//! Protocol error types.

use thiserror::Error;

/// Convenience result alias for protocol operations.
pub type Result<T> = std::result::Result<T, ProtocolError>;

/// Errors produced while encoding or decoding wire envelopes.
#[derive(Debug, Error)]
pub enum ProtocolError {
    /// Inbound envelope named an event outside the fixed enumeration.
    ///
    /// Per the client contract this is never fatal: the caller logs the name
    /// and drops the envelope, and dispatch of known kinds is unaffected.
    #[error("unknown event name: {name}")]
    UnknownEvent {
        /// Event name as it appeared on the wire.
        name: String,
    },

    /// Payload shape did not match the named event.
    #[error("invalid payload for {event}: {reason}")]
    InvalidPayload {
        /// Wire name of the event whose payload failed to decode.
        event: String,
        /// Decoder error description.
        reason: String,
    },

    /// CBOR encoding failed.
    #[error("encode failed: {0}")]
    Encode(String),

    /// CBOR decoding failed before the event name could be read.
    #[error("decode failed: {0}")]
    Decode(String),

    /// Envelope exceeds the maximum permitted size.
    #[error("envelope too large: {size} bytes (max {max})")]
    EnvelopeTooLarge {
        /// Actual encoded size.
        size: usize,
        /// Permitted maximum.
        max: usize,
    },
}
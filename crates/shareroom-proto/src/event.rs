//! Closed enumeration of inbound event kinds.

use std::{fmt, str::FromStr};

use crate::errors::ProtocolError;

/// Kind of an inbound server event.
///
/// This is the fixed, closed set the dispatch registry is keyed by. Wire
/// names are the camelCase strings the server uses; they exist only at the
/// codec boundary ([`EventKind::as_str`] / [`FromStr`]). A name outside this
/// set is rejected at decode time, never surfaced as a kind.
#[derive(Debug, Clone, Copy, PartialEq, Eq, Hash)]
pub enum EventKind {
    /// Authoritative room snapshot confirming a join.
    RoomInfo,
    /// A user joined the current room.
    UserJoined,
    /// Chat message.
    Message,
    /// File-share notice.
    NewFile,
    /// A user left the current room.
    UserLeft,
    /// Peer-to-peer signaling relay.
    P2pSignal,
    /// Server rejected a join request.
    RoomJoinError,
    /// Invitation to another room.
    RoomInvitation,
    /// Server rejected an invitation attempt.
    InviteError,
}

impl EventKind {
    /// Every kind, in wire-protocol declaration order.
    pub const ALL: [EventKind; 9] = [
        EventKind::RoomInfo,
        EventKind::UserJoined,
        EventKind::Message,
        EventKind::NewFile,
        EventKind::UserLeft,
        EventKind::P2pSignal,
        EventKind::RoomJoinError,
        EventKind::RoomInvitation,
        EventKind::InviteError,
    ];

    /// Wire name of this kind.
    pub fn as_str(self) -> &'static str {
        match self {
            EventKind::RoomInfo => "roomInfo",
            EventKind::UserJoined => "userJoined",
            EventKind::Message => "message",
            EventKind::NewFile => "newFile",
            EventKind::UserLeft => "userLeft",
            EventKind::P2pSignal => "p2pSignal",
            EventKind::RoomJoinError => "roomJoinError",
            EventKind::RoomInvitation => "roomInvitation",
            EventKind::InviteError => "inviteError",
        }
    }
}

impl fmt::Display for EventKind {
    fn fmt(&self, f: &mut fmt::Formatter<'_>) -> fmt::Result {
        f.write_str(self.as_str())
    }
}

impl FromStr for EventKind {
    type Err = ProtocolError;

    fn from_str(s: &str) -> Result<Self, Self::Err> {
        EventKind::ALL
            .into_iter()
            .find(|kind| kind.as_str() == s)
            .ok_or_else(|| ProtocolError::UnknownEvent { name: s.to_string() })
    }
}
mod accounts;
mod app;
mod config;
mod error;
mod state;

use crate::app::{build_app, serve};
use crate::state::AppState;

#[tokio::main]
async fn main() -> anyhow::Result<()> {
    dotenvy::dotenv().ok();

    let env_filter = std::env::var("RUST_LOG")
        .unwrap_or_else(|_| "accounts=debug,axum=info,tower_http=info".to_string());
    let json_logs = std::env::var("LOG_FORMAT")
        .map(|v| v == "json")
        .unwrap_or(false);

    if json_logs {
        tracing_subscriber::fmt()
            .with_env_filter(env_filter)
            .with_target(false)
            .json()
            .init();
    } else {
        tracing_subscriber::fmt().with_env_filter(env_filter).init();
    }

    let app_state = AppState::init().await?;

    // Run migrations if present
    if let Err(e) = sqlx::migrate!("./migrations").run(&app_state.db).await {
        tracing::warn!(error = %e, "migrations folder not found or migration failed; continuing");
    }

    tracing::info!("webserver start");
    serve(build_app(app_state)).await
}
____________
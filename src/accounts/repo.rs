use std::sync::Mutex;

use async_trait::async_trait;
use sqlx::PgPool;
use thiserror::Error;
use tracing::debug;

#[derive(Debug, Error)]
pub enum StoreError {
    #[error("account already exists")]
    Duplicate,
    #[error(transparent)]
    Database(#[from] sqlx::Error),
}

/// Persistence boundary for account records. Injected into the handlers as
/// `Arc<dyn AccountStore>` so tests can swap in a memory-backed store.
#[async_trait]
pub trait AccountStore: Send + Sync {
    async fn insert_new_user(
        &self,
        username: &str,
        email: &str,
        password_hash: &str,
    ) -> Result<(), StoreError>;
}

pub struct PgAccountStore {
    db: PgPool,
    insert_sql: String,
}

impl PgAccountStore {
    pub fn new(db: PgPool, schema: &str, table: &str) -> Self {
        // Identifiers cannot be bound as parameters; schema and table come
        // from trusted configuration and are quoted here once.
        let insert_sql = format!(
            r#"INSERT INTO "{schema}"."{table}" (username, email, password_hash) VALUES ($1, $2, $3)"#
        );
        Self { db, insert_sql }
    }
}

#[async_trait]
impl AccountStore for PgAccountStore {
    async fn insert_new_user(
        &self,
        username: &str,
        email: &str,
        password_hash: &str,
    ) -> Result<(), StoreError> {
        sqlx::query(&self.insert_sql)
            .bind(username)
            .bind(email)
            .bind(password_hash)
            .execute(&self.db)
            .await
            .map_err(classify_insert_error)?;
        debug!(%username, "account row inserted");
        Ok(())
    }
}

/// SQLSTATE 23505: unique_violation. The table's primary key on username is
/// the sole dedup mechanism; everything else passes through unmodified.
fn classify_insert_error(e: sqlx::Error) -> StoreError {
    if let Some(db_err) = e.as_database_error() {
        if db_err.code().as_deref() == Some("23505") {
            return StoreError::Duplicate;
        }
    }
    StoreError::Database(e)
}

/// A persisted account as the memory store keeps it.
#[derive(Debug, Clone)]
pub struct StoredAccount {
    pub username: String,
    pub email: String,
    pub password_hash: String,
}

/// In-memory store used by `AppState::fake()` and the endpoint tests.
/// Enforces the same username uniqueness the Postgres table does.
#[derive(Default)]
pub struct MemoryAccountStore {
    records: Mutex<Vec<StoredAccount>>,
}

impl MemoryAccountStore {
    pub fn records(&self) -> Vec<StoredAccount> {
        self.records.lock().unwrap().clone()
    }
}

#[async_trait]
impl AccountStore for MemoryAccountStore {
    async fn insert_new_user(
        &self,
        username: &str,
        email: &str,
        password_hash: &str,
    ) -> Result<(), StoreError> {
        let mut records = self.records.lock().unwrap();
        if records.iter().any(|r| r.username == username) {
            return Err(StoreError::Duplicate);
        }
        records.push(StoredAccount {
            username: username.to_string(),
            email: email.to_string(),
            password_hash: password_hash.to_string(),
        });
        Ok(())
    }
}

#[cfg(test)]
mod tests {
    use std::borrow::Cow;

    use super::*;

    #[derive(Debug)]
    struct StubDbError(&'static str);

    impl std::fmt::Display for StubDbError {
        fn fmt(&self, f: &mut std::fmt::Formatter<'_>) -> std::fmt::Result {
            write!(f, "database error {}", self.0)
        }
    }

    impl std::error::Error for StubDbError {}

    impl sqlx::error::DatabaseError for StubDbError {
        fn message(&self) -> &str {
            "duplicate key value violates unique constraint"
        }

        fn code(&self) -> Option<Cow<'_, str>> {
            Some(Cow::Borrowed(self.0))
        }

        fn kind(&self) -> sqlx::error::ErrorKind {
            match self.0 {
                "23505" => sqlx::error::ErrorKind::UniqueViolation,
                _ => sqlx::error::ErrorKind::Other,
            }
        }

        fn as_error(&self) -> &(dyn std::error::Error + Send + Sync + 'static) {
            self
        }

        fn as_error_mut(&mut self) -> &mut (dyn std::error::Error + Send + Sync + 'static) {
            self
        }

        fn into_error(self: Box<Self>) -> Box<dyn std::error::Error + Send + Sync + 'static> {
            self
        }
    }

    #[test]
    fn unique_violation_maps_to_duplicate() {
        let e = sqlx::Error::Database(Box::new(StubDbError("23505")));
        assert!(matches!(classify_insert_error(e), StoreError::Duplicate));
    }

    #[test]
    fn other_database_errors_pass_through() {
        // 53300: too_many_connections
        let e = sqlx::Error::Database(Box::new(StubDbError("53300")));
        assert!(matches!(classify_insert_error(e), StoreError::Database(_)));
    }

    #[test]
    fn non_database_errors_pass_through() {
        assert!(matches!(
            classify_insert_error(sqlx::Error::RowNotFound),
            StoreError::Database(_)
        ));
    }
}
____________
_What to work on_. Search the records above for the string "FromStr". Copy every line that contains it.

_Reply_.
use std::{fmt, str::FromStr};
/// codec boundary ([`EventKind::as_str`] / [`FromStr`]). A name outside this
impl FromStr for EventKind {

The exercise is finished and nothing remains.